About 20 students were welcomed to campus to enjoy an array of learning activities that helped to pique their interest in science and to increase their awareness of potential health science and medical professions. Many of the students were already interested in science and related professions and the camp helped to reinforce their enthusiasm and expose them to new challenges and opportunities. Plus, being on a university campus and learning from a PNC faculty member helped to get the students thinking about higher education.

"One of our major goals with this camp is to stimulate interest in health care and biological sciences early on, so that students are better prepared for these disciplines when they enter the college," said Dr. Nancy Marthakis, PNC associate professor of Biology, and a Doctor of Osteopathy. “Our goal is to hook a kid on science or health care.”

The camp is made possible by a grant from the Starke County Community Foundation, through the Northwest Indiana Area Health Education Center and its fiscal sponsor, the Purdue University Calumet School of Nursing. This program was designed by Christine Brletic, associate director of Northwest Indiana Area Health Education Center , in close collaboration with Marthakis.

The Northwest Indiana Area Health Education Center was the second regional center established by the State of Indiana . Locally, the program focus is on the need to “Grow Our Own” health care professionals. The Area Health Education Centers were established nationwide by Congress in the early 1970s to establish partnerships with educational institutions, health care professionals and communities in order to improve access to quality health care in rural and disadvantaged urban environments.

The students were eager to spend their mornings in a science lab conducting experiments, recording their findings, writing reports and learning new concepts from Marthakis. Many activities were designed for the Science Camp students. Their teachers will also receive special informational packets with ideas that they can incorporate into their classroom sessions.

The PNC campus and its large pond also provided a natural outdoor lab for the students, too. One way that Marthakis took advantage of that was to set up a “crime scene” at the pond. Everything was bordered with yellow crime scene tape and she hid synthetic bones that she uses in the classroom throughout the area. Students searched the area, even using nets to search the pond water.

Once they collected all the bones, they returned to the lab to analyze them, just as a lab technician or crime scene investigator would.

“We found out that the ‘victim' was female,” said Taylor Kemble, who will be in eighth grade at Knox Middle School in the fall.

How did she know that? “We measured the skull and pelvis. Its size helps to determine the gender.”

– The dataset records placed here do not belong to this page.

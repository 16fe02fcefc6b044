//! Configuration management for hookshelf
//!
//! This crate handles:
//! - Project configuration discovery, defaults and persistence
//! - Logging initialization

pub mod config;
pub mod logging;

// Re-export error types from core
pub use hookshelf_core::{Error, Result};

// Re-export main types
pub use config::{AliasRule, CONFIG_FILE_NAME, Project, ProjectConfig};
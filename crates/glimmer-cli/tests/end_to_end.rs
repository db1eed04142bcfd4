//! End-to-end scenarios driving the real `glimmer` binary: source in, stdout
//! and exit code out. Complements the inline unit tests, which only exercise
//! `run`/`run_file` in-process and can't observe what actually lands on
//! stdout through `println!`.

use std::io::Write as _;
use std::process::Command;
use std::sync::atomic::{AtomicUsize, Ordering};

static COUNTER: AtomicUsize = AtomicUsize::new(0);

fn run_script(source: &str) -> (String, String, i32) {
    let n = COUNTER.fetch_add(1, Ordering::Relaxed);
    let mut path = std::env::temp_dir();
    path.push(format!("glimmer-e2e-{}-{n}.glimmer", std::process::id()));

    let mut file = std::fs::File::create(&path).expect("create temp script");
    file.write_all(source.as_bytes()).expect("write temp script");
    drop(file);

    let output = Command::new(env!("CARGO_BIN_EXE_glimmer")).arg(&path).output().expect("run glimmer binary");
    let _ = std::fs::remove_file(&path);

    let stdout = String::from_utf8(output.stdout).expect("stdout is utf8");
    let stderr = String::from_utf8(output.stderr).expect("stderr is utf8");
    let code = output.status.code().expect("process exited with a code");
    (stdout, stderr, code)
}

#[test]
fn operator_precedence() {
    let (stdout, _, code) = run_script("print 1 + 2 * 3");
    assert_eq!(stdout, "7\n");
    assert_eq!(code, 0);
}

#[test]
fn while_loop_accumulates() {
    let (stdout, _, code) = run_script("let n = 10; let s = 0; let i = 1; while i <= n { s = s + i; i = i + 1 } print s");
    assert_eq!(stdout, "55\n");
    assert_eq!(code, 0);
}

#[test]
fn recursive_function() {
    let (stdout, _, code) = run_script("fn fact(n) { if n <= 1 { return 1 } return n * fact(n - 1) } print fact(6)");
    assert_eq!(stdout, "720\n");
    assert_eq!(code, 0);
}

#[test]
fn two_functions_combine() {
    let (stdout, _, code) = run_script("fn f() { return 1 } fn g() { return 2 } print f() + g() * 3");
    assert_eq!(stdout, "7\n");
    assert_eq!(code, 0);
}

#[test]
fn builtin_composition() {
    let (stdout, _, code) = run_script("print sqrt(pow(3,2) + pow(4,2))");
    assert_eq!(stdout, "5\n");
    assert_eq!(code, 0);
}

#[test]
fn block_scoping_shadows_then_restores() {
    let (stdout, _, code) = run_script("let x = 1; { let x = 2; print x } print x");
    assert_eq!(stdout, "2\n1\n");
    assert_eq!(code, 0);
}

#[test]
fn negating_a_non_number_is_a_runtime_error() {
    let (_, stderr, code) = run_script("print -true");
    assert!(stderr.contains("Operand must be a number"), "stderr was: {stderr}");
    assert_eq!(code, 70);
}

#[test]
fn assigning_an_undeclared_global_is_a_runtime_error() {
    let (_, stderr, code) = run_script("x = 1");
    assert!(stderr.contains("Undefined variable 'x'"), "stderr was: {stderr}");
    assert_eq!(code, 70);
}

#[test]
fn wrong_arity_is_a_runtime_error() {
    let (_, stderr, code) = run_script("fn f(a,b){} f(1)");
    assert!(stderr.contains("Expected 2 arguments but got 1"), "stderr was: {stderr}");
    assert_eq!(code, 70);
}

#[test]
fn duplicate_local_is_a_compile_error() {
    let (_, stderr, code) = run_script("{ let a; let a; }");
    assert_eq!(code, 65);
    assert!(!stderr.is_empty());
}

#[test]
fn self_initializing_local_is_a_compile_error() {
    let (_, stderr, code) = run_script("{ let x = x; }");
    assert_eq!(code, 65);
    assert!(!stderr.is_empty());
}
//! Diagnostics shared by the parser and the codegen pass. Both stages
//! collect `Diagnostic`s rather than bailing on the first one, matching the
//! panic-mode recovery described in §4.3.

use std::fmt;

#[derive(Debug, Clone, PartialEq, Eq)]
pub struct Diagnostic {
    pub line: u32,
    pub message: String,
}

impl Diagnostic {
    pub fn new(line: u32, message: impl Into<String>) -> Self {
        Self { line, message: message.into() }
    }
}

impl fmt::Display for Diagnostic {
    fn fmt(&self, f: &mut fmt::Formatter<'_>) -> fmt::Result {
        write!(f, "[line {}] Error: {}", self.line, self.message)
    }
}

/// Failure to compile a program: every diagnostic collected before the
/// compiler gave up, in source order.
#[derive(Debug, Clone, PartialEq, Eq, thiserror::Error)]
#[error("compilation failed with {} error(s)", .0.len())]
pub struct CompileError(pub Vec<Diagnostic>);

Kemble looks forward to becoming a veterinarian. But she admits she wasn't always interested in science. “My teacher told me ‘You're good at this,' and I found out I really liked science.” This year she got an A+ in science.

Kacie Joe Schumacher, a ninth grade student at North Judson/San Pierre High School, wants to become a nurse. Her mother, who attended Purdue North Central, is a nurse.

“I always thought that being a nurse would be cool,” she said. The camp “reinforces what I want to do.”

One of her favorite exercises was growing yogurt cultures in the class.

Collecting crime scene evidence hit home with Bertha Tolson, a North Judson San Pierre seventh grader.

“I want to be a crime scene investigator,” she said, as she quickly explained how bones are analyzed in the lab. “I've liked science since the first grade. I think it is interesting. There is so much involved.”

Other subjects that Marthakis covered in the camp included the human body, blood and the circulatory system, bacteria and communicable disease, human anatomy, DNA and crime scene analysis. They also studied their own DNA and made a small DNA model that they could make into a necklace. Another exercise saw the students study an epidemic and determine exactly who was “person zero” and the root of the outbreak.

Before the start of every learning activity, the students take a pre-quiz. Afterwards they take the same quiz again to determine just how much they learned. “They know a lot coming in, but they also learn a tremendous amount while they're here, too,” said Marthakis. “It's a lot of fun.”